* [PROMPT] Take the material below and restate it word for word, stopping after the line in which "pub const DEFAULT_UPLOAD_URL: &str" occurs.
MATERIAL FOR THIS EXERCISE Block Start
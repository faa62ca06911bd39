use std::collections::BTreeMap;

use log::debug;
use serde::Deserialize;

use crate::error::PluginError;

pub const DEFAULT_AUTH_URL: &str = "https://api.selcdn.ru/auth/v1.0";
pub const DEFAULT_UPLOAD_URL: &str = "https://api.selcdn.ru/v1/ssl/";
pub const DEFAULT_HTTP01_PORT: u16 = 80;

const ENV_PREFIX: &str = "SELECTEL_STORAGE_";

/// Settings shared by the authenticator and the installer.
///
/// Built once before any operation and never mutated afterwards.
#[derive(Debug, Clone, Deserialize, PartialEq, Eq)]
#[serde(rename_all = "snake_case")]
pub struct PluginConfig {
    #[serde(default = "default_auth_url")]
    pub auth_url: String,
    pub user: String,
    pub key: String,
    #[serde(default)]
    pub container: Option<String>,
    #[serde(default = "default_upload_url")]
    pub upload_url: String,
    #[serde(default = "default_http01_port")]
    pub http01_port: u16,
}

fn default_auth_url() -> String {
    DEFAULT_AUTH_URL.to_string()
}

fn default_upload_url() -> String {
    DEFAULT_UPLOAD_URL.to_string()
}

fn default_http01_port() -> u16 {
    DEFAULT_HTTP01_PORT
}

impl PluginConfig {
    pub fn new(user: impl Into<String>, key: impl Into<String>) -> Self {
        Self {
            auth_url: default_auth_url(),
            user: user.into(),
            key: key.into(),
            container: None,
            upload_url: default_upload_url(),
            http01_port: DEFAULT_HTTP01_PORT,
        }
    }

    pub fn with_container(mut self, container: impl Into<String>) -> Self {
        self.container = Some(container.into());
        self
    }

    pub fn with_auth_url(mut self, auth_url: impl Into<String>) -> Self {
        self.auth_url = auth_url.into();
        self
    }

    pub fn with_upload_url(mut self, upload_url: impl Into<String>) -> Self {
        self.upload_url = upload_url.into();
        self
    }

    pub fn with_http01_port(mut self, port: u16) -> Self {
        self.http01_port = port;
        self
    }

    /// Builds a config from plugin option values keyed by option name
    /// (`auth-url`, `user`, `key`, `container`, `upload-url`, `http01-port`).
    pub fn from_options(options: &BTreeMap<String, String>) -> Result<Self, PluginError> {
        Self::from_lookup(|name| options.get(name).cloned())
    }

    /// Builds a config from `SELECTEL_STORAGE_*` environment variables.
    pub fn from_env() -> Result<Self, PluginError> {
        Self::from_lookup(|name| {
            let var = format!("{ENV_PREFIX}{}", name.replace('-', "_").to_uppercase());
            std::env::var(var).ok()
        })
    }

    pub fn from_json_str(raw: &str) -> Result<Self, PluginError> {
        let config: Self = serde_json::from_str(raw)
            .map_err(|err| PluginError::Config(format!("invalid plugin config: {err}")))?;
        config.validate()?;
        Ok(config)
    }

    fn from_lookup<F>(lookup: F) -> Result<Self, PluginError>
    where
        F: Fn(&str) -> Option<String>,
    {
        let value = |name: &str| {
            lookup(name)
                .map(|raw| raw.trim().to_string())
                .filter(|raw| !raw.is_empty())
        };

        let user = value("user")
            .ok_or_else(|| PluginError::Config("storage user is required".to_string()))?;
        let key = value("key")
            .ok_or_else(|| PluginError::Config("storage key is required".to_string()))?;

        let http01_port = match value("http01-port") {
            Some(raw) => raw.parse::<u16>().map_err(|_| {
                PluginError::Config(format!("invalid http01 port: {raw}"))
            })?,
            None => DEFAULT_HTTP01_PORT,
        };

        let config = Self {
            auth_url: value("auth-url").unwrap_or_else(default_auth_url),
            user,
            key,
            container: value("container"),
            upload_url: value("upload-url").unwrap_or_else(default_upload_url),
            http01_port,
        };
        config.validate()?;
        debug!(
            "[config] loaded storage config for user {} (auth {})",
            config.user, config.auth_url
        );
        Ok(config)
    }

    fn validate(&self) -> Result<(), PluginError> {
        if self.user.trim().is_empty() {
            return Err(PluginError::Config("storage user is required".to_string()));
        }
        if self.key.trim().is_empty() {
            return Err(PluginError::Config("storage key is required".to_string()));
        }
        if self.http01_port == 0 {
            return Err(PluginError::Config("http01 port must be non-zero".to_string()));
        }
        for (name, url) in [("auth-url", &self.auth_url), ("upload-url", &self.upload_url)] {
            if !(url.starts_with("https://") || url.starts_with("http://")) {
                return Err(PluginError::Config(format!(
                    "{name} must be an http(s) URL, got {url}"
                )));
            }
        }
        Ok(())
    }

    /// The target container; only the authenticator needs one.
    pub fn require_container(&self) -> Result<&str, PluginError> {
        self.container
            .as_deref()
            .filter(|container| !container.trim().is_empty())
            .ok_or_else(|| PluginError::Config("storage container is required".to_string()))
    }
}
MATERIAL FOR THIS EXERCISE Block End
* [PROBLEM SOLUTION]
repository faa62ca06911bd39
use std::collections::BTreeMap;

use log::debug;
use serde::Deserialize;

use crate::error::PluginError;

pub const DEFAULT_AUTH_URL: &str = "https://api.selcdn.ru/auth/v1.0";
pub const DEFAULT_UPLOAD_URL: &str = "https://api.selcdn.ru/v1/ssl/";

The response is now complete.